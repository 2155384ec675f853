//! Provider Rate Budget
//!
//! Sliding-window accounting of request and token usage against the limits
//! of the configured provider tier. Every call is gated through
//! [`RateBudgetTracker::reserve`]; the returned [`Reservation`] is later
//! reconciled with the real token count via [`RateBudgetTracker::commit`].
//!
//! ## Usage
//!
//! ```ignore
//! let tracker = RateBudgetTracker::from_config(&config.rate)?;
//! match tracker.reserve(1, batch.estimated_tokens) {
//!     RateDecision::Allowed(reservation) => {
//!         let response = collaborator.analyze(..).await?;
//!         tracker.commit(reservation, response.usage.total_tokens);
//!     }
//!     RateDecision::Deny { wait } => tokio::time::sleep(wait).await,
//! }
//! ```

use std::collections::VecDeque;
use std::sync::atomic::{AtomicU64, Ordering};
use std::sync::{Arc, Mutex, MutexGuard};
use std::time::{Duration, Instant};

use serde::Serialize;

use crate::config::{RateConfig, TierLimits};
use crate::constants::rate as rate_constants;
use crate::types::{Result, TokenCount};

// =============================================================================
// Reservation Types
// =============================================================================

/// Debit taken against the window; hand it back to `commit` once the call finishes.
#[derive(Debug)]
pub struct Reservation {
    id: u64,
    requests: u64,
    tokens: TokenCount,
}

impl Reservation {
    pub fn estimated_tokens(&self) -> TokenCount {
        self.tokens
    }

    pub fn requests(&self) -> u64 {
        self.requests
    }
}

#[derive(Debug)]
#[must_use]
pub enum RateDecision {
    Allowed(Reservation),
    /// Try again after `wait` (never longer than the configured ceiling)
    Deny { wait: Duration },
}

/// Point-in-time view of window usage
#[derive(Debug, Clone, Copy, Serialize)]
pub struct RateUtilization {
    pub requests_used: u64,
    pub tokens_used: u64,
    pub requests_limit: u64,
    pub tokens_limit: u64,
}

impl RateUtilization {
    pub fn request_ratio(&self) -> f64 {
        TokenCount::new(self.requests_used).utilization(TokenCount::new(self.requests_limit))
    }

    pub fn token_ratio(&self) -> f64 {
        TokenCount::new(self.tokens_used).utilization(TokenCount::new(self.tokens_limit))
    }

    pub fn remaining_requests(&self) -> u64 {
        self.requests_limit.saturating_sub(self.requests_used)
    }
}

// =============================================================================
// Window State
// =============================================================================

#[derive(Debug)]
struct WindowEntry {
    id: u64,
    at: Instant,
    requests: u64,
    tokens: u64,
}

#[derive(Debug, Default)]
struct WindowState {
    entries: VecDeque<WindowEntry>,
    requests_used: u64,
    tokens_used: u64,
    next_id: u64,
}

impl WindowState {
    fn prune(&mut self, now: Instant, window: Duration) {
        while let Some(front) = self.entries.front() {
            if now.duration_since(front.at) < window {
                break;
            }
            self.requests_used = self.requests_used.saturating_sub(front.requests);
            self.tokens_used = self.tokens_used.saturating_sub(front.tokens);
            self.entries.pop_front();
        }
    }
}

// =============================================================================
// Rate Budget Tracker
// =============================================================================

#[derive(Debug)]
pub struct RateBudgetTracker {
    limits: TierLimits,
    window: Duration,
    max_wait: Duration,
    state: Mutex<WindowState>,
    denials: AtomicU64,
}

impl RateBudgetTracker {
    pub fn new(limits: TierLimits, window: Duration, max_wait: Duration) -> Self {
        Self {
            limits,
            window,
            max_wait,
            state: Mutex::new(WindowState::default()),
            denials: AtomicU64::new(0),
        }
    }

    pub fn from_config(config: &RateConfig) -> Result<Self> {
        Ok(Self::new(config.limits()?, config.window(), config.max_wait()))
    }

    pub fn limits(&self) -> TierLimits {
        self.limits
    }

    fn lock(&self) -> MutexGuard<'_, WindowState> {
        self.state.lock().unwrap_or_else(|poisoned| {
            tracing::error!("Rate budget lock poisoned, recovering");
            poisoned.into_inner()
        })
    }

    /// Reserve capacity for a call.
    ///
    /// A reservation larger than the whole limit is admitted only into an
    /// empty window, so oversized calls cannot wait forever.
    pub fn reserve(&self, requests: u64, tokens: u64) -> RateDecision {
        let now = Instant::now();
        let mut state = self.lock();
        state.prune(now, self.window);

        let over_requests =
            state.requests_used.saturating_add(requests) > self.limits.requests_per_minute;
        let over_tokens = state.tokens_used.saturating_add(tokens) > self.limits.tokens_per_minute;

        if over_requests || over_tokens {
            if let Some(oldest) = state.entries.front() {
                let expires_in = self.window.saturating_sub(now.duration_since(oldest.at));
                let wait = expires_in.max(Duration::from_millis(1)).min(self.max_wait);
                self.denials.fetch_add(1, Ordering::Relaxed);
                tracing::debug!(
                    requests_used = state.requests_used,
                    tokens_used = state.tokens_used,
                    requested_tokens = tokens,
                    wait_ms = wait.as_millis() as u64,
                    "Rate budget denied reservation"
                );
                return RateDecision::Deny { wait };
            }
            tracing::warn!(
                tokens,
                limit = self.limits.tokens_per_minute,
                "Reservation exceeds the full window limit, admitting into empty window"
            );
        }

        let id = state.next_id;
        state.next_id += 1;
        state.requests_used = state.requests_used.saturating_add(requests);
        state.tokens_used = state.tokens_used.saturating_add(tokens);
        state.entries.push_back(WindowEntry {
            id,
            at: now,
            requests,
            tokens,
        });

        RateDecision::Allowed(Reservation {
            id,
            requests,
            tokens: TokenCount::new(tokens),
        })
    }

    /// Replace the estimated debit with the actual token count.
    ///
    /// Reservations that already left the window are ignored.
    pub fn commit(&self, reservation: Reservation, actual_tokens: u64) {
        let mut state = self.lock();
        let Some(index) = state.entries.iter().position(|e| e.id == reservation.id) else {
            return;
        };
        let previous = state.entries[index].tokens;
        state.entries[index].tokens = actual_tokens;
        state.tokens_used = state
            .tokens_used
            .saturating_sub(previous)
            .saturating_add(actual_tokens);
    }

    pub fn utilization(&self) -> RateUtilization {
        let mut state = self.lock();
        state.prune(Instant::now(), self.window);
        RateUtilization {
            requests_used: state.requests_used,
            tokens_used: state.tokens_used,
            requests_limit: self.limits.requests_per_minute,
            tokens_limit: self.limits.tokens_per_minute,
        }
    }

    /// Number of denied reservations so far
    pub fn denials(&self) -> u64 {
        self.denials.load(Ordering::Relaxed)
    }

    /// Batch size that fits one call's token cap, halved when the window is nearly spent.
    pub fn recommended_batch_size(
        &self,
        avg_tokens_per_comment: u64,
        prompt_overhead: u64,
        max_tokens_per_call: u64,
        max_batch_size: usize,
    ) -> usize {
        let per_comment = avg_tokens_per_comment.max(1);
        let by_tokens = max_tokens_per_call.saturating_sub(prompt_overhead) / per_comment;
        let mut size = (by_tokens as usize).clamp(1, max_batch_size.max(1));

        let usage = self.utilization();
        if 1.0 - usage.token_ratio() < rate_constants::LOW_TOKEN_HEADROOM
            || usage.remaining_requests() < rate_constants::LOW_REQUEST_HEADROOM
        {
            size = (size / 2).max(1);
        }
        size
    }
}

pub type SharedRateBudget = Arc<RateBudgetTracker>;

pub fn create_shared_rate_budget(config: &RateConfig) -> Result<SharedRateBudget> {
    Ok(Arc::new(RateBudgetTracker::from_config(config)?))
}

------------------------

**TASK TO COMPLETE**: Show every line of the material above in which "Result" is present.

**TASK OUTPUT**:
use crate::types::{Result, TokenCount};
    pub fn from_config(config: &RateConfig) -> Result<Self> {
pub fn create_shared_rate_budget(config: &RateConfig) -> Result<SharedRateBudget> {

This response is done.